Namun, bagi sang profesional, tentu saja banyak pertimbangan besar untuk memutuskan kembali ke dalam negeri. Hal utama yang menjadi pertimbangan biasanya adalah penghargaan atas dirinya. Salah satu contoh yang kerap menjadi hantu bagi diaspora adalah kasus Ricky Elson.
Ilmuwan Ricky Elson di pusat studi Lentera Alam Nusantara yang kini bernama Lentera Bumi Nusantara, Ciheras, Tasikmalaya, Jawa Barat, 11 Agustus 2017. TEMPO/Dhemas Reviyanto
Ricky tadinya hidup sangat mapan di Jepang, tapi dia kembali ke Indonesia setelah Menteri Badan Usaha Milik Negara saat itu, Dahlan Iskan, mengajaknya pulang. Dia ditugaskan mengembangkan mobil bertenaga listrik. Namun pengembangan mobil itu terasa sepi dukungan dari pemerintah dan belakangan menuai banyak problematika.
Bagi sebagian orang, berkarier di luar negeri merupakan dambaan. Ada anggapan bahwa kehidupan profesional di luar negeri lebih menjanjikan kesejahteraan bagi keluarga. Meski tak sedikit yang akhirnya merelakan gaji besar dan segudang prestise lainnya untuk kembali ke pangkuan Ibu Pertiwi. Ada beragam alasan di balik itu.Baca juga: Diaspora Jawa Setia Menjaga Tradisi di Tempat Baru
Seperti Rizki Rikardo yang tadinya bekerja sebagai manajer akuntan regional di perusahaan multinasional yang berbasis di Malaysia. Rizki berperan sebagai kepala bagian akuntansi untuk beberapa anak usaha yang ada di ASEAN dan Pasifik, seperti di Korea Selatan, Indonesia, dan Thailand. “Saya bertanggung jawab memastikan akuntabilitas laporan keuangan dan memimpin departemen akuntansi di masing-masing negara tersebut,” kata dia.

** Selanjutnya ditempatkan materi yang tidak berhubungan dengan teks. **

//! Configuration module for the order management system.
//!
//! This module provides structures and utilities for managing service
//! configuration. It supports loading configuration from TOML files with
//! environment variable resolution and validates that all required values
//! are properly set before the service starts.

use regex::Regex;
use rust_decimal::Decimal;
use serde::{Deserialize, Serialize};
use std::collections::HashMap;
use std::str::FromStr;
use thiserror::Error;

/// Errors that can occur during configuration operations.
#[derive(Debug, Error)]
pub enum ConfigError {
	/// Error that occurs during file I/O operations.
	#[error("IO error: {0}")]
	Io(#[from] std::io::Error),
	/// Error that occurs when parsing TOML configuration.
	#[error("Configuration error: {0}")]
	Parse(String),
	/// Error that occurs when configuration validation fails.
	#[error("Validation error: {0}")]
	Validation(String),
}

impl From<toml::de::Error> for ConfigError {
	fn from(err: toml::de::Error) -> Self {
		// Extract just the message without the huge input dump
		ConfigError::Parse(err.message().to_string())
	}
}

/// Main configuration structure for the order management service.
#[derive(Debug, Clone, Deserialize, Serialize)]
pub struct Config {
	/// Configuration specific to the service instance.
	pub service: ServiceConfig,
	/// Pricing rules applied by the order factory.
	#[serde(default)]
	pub pricing: PricingConfig,
	/// Tunables for the analytics aggregation.
	#[serde(default)]
	pub analytics: AnalyticsConfig,
	/// Configuration for the storage backend.
	pub storage: StorageConfig,
	/// Configuration for the HTTP API server.
	pub api: Option<ApiConfig>,
}

/// Configuration specific to the service instance.
#[derive(Debug, Clone, Deserialize, Serialize)]
pub struct ServiceConfig {
	/// Unique identifier for this service instance.
	pub id: String,
}

/// Pricing rules applied by the order factory.
#[derive(Debug, Clone, Deserialize, Serialize)]
pub struct PricingConfig {
	/// Fraction of the subtotal charged on dine-in orders.
	/// Defaults to 0.10 (ten percent) if not specified.
	#[serde(default = "default_service_charge_rate")]
	pub service_charge_rate: Decimal,
}

impl Default for PricingConfig {
	fn default() -> Self {
		Self {
			service_charge_rate: default_service_charge_rate(),
		}
	}
}

/// Returns the default dine-in service charge rate of 10%.
fn default_service_charge_rate() -> Decimal {
	Decimal::new(10, 2)
}

/// Tunables for the analytics aggregation.
#[derive(Debug, Clone, Deserialize, Serialize)]
pub struct AnalyticsConfig {
	/// How many entries the most-ordered-items ranking returns.
	/// Defaults to 10 if not specified.
	#[serde(default = "default_top_items_limit")]
	pub top_items_limit: usize,
}

impl Default for AnalyticsConfig {
	fn default() -> Self {
		Self {
			top_items_limit: default_top_items_limit(),
		}
	}
}

/// Returns the default size of the most-ordered-items ranking.
fn default_top_items_limit() -> usize {
	10
}

/// Configuration for the storage backend.
#[derive(Debug, Clone, Deserialize, Serialize)]
pub struct StorageConfig {
	/// Which implementation to use as primary.
	pub primary: String,
	/// Map of storage implementation names to their configurations.
	pub implementations: HashMap<String, toml::Value>,
}

/// Configuration for the HTTP API server.
#[derive(Debug, Clone, Deserialize, Serialize)]
pub struct ApiConfig {
	/// Whether the API server is enabled.
	#[serde(default)]
	pub enabled: bool,
	/// Host address to bind the server to.
	#[serde(default = "default_api_host")]
	pub host: String,
	/// Port to bind the server to.
	#[serde(default = "default_api_port")]
	pub port: u16,
	/// Request timeout in seconds.
	#[serde(default = "default_api_timeout")]
	pub timeout_seconds: u64,
}

/// Returns the default API host of 127.0.0.1 (localhost).
fn default_api_host() -> String {
	"127.0.0.1".to_string()
}

/// Returns the default API port of 3000.
fn default_api_port() -> u16 {
	3000
}

/// Returns the default API request timeout of 30 seconds.
fn default_api_timeout() -> u64 {
	30
}

/// Resolves environment variables in a string.
///
/// Replaces ${VAR_NAME} with the value of the environment variable
/// VAR_NAME. Supports default values with ${VAR_NAME:-default_value}.
///
/// Input strings are limited to 1MB to prevent ReDoS attacks.
pub(crate) fn resolve_env_vars(input: &str) -> Result<String, ConfigError> {
	const MAX_INPUT_SIZE: usize = 1024 * 1024; // 1MB
	if input.len() > MAX_INPUT_SIZE {
		return Err(ConfigError::Validation(format!(
			"Configuration file too large: {} bytes (max: {} bytes)",
			input.len(),
			MAX_INPUT_SIZE
		)));
	}

	let re = Regex::new(r"\$\{([A-Z_][A-Z0-9_]{0,127})(?::-([^}]{0,256}))?\}")
		.map_err(|e| ConfigError::Parse(format!("Regex error: {}", e)))?;

	let mut result = input.to_string();
	let mut replacements = Vec::new();

	for cap in re.captures_iter(input) {
		let full_match = cap.get(0).ok_or_else(|| {
			ConfigError::Parse("Unexpected empty capture while resolving variables".into())
		})?;
		let var_name = &cap[1];
		let default_value = cap.get(2).map(|m| m.as_str());

		let value = match std::env::var(var_name) {
			Ok(v) => v,
			Err(_) => match default_value {
				Some(default) => default.to_string(),
				None => {
					return Err(ConfigError::Validation(format!(
						"Environment variable '{}' not found",
						var_name
					)))
				},
			},
		};

		replacements.push((full_match.start(), full_match.end(), value));
	}

	// Apply replacements in reverse order to maintain positions
	for (start, end, value) in replacements.iter().rev() {
		result.replace_range(start..end, value);
	}

	Ok(result)
}

impl Config {
	/// Loads configuration from a TOML file.
	///
	/// Environment variables are resolved and the configuration is
	/// validated after parsing.
	pub fn from_file(path: &str) -> Result<Self, ConfigError> {
		let content = std::fs::read_to_string(path)?;
		content.parse()
	}

	/// Validates the configuration to ensure all required fields are
	/// properly set.
	fn validate(&self) -> Result<(), ConfigError> {
		if self.service.id.is_empty() {
			return Err(ConfigError::Validation("Service ID cannot be empty".into()));
		}

		if self.pricing.service_charge_rate < Decimal::ZERO
			|| self.pricing.service_charge_rate > Decimal::ONE
		{
			return Err(ConfigError::Validation(
				"service_charge_rate must be between 0 and 1".into(),
			));
		}

		if self.analytics.top_items_limit == 0 {
			return Err(ConfigError::Validation(
				"top_items_limit must be at least 1".into(),
			));
		}

		if self.storage.implementations.is_empty() {
			return Err(ConfigError::Validation(
				"At least one storage implementation must be configured".into(),
			));
		}
		if self.storage.primary.is_empty() {
			return Err(ConfigError::Validation(
				"Storage primary implementation cannot be empty".into(),
			));
		}
		if !self
			.storage
			.implementations
			.contains_key(&self.storage.primary)
		{
			return Err(ConfigError::Validation(format!(
				"Primary storage '{}' not found in implementations",
				self.storage.primary
			)));
		}

		Ok(())
	}
}

/// Implementation of FromStr trait for Config to enable parsing from
/// string.
///
/// Environment variables are resolved and the configuration is
/// automatically validated after parsing.
impl FromStr for Config {
	type Err = ConfigError;

	fn from_str(s: &str) -> Result<Self, Self::Err> {
		let resolved = resolve_env_vars(s)?;
		let config: Config = toml::from_str(&resolved)?;
		config.validate()?;
		Ok(config)
	}
}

Namun Rizki berpikir merelakan semua posisi strategis tersebut untuk kembali ke Tanah Air. Keluarga jadi alasan utamanya. “Rencana dan kedekatan karier saya dengan keluarga adalah pendorong utama saya untuk memutuskan menerima pekerjaan dan membangun karier lagi di Indonesia,” kata dia. Rizki kini menjajaki peran baru di Indonesia sebagai Kepala Bagian Keuangan Nissan Motor Indonesia.
Menurut Rizki, ketakutan utamanya saat hendak bekerja di Jakarta adalah kemacetan. “Saya khawatir tidak cukup produktif karena kehilangan banyak waktu dalam kemacetan Jakarta,” kata dia. Sebab, dia sudah dapat membayangkan akan kehilangan waktu yang sebetulnya dapat dia gunakan untuk bekerja dan beristirahat.
Selain tentang kemacetan, perbedaan budaya menjadi tantangan selanjutnya. Untuk mengatasinya, Rizki mencari perusahaan multinasional. Menurut dia, perusahaan multinasional bisa memberi jaminan mengenai lingkungan multikultural. “Penting bagi saya berada di lingkungan multikultural untuk membantu mengakselerasi pertumbuhan saya,” ujarnya.
Dengan pengalaman multikultural itu, Rizki mengatakan dia tak mendapat kesulitan apa pun terkait dengan perbedaan budaya dan lingkungan kerja yang dihadapinya kini. “Berkat lingkungan multikultural itu, saya tidak memiliki kesulitan khusus untuk bekerja dengan budaya yang berbeda dalam peran saya saat ini,” kata dia.
Menurut Rizki, untuk memenuhi perasaan aman terhadap kariernya di Indonesia, dia membutuhkan jembatan. Salah satunya berbentuk perusahaan konsultan tenaga kerja yang bisa menghubungkannya dengan perusahaan yang cocok menurut dia. Rizki mengatakan dia mendapat kesempatan untuk menumbuhkan karier yang signifikan di Indonesia. Meskipun ruang lingkupnya saat ini hanya terpusat untuk negara Indonesia. “Tapi budaya manajemen yang tepat bisa memberi saya motivasi lebih untuk memajukan diri,” kata dia.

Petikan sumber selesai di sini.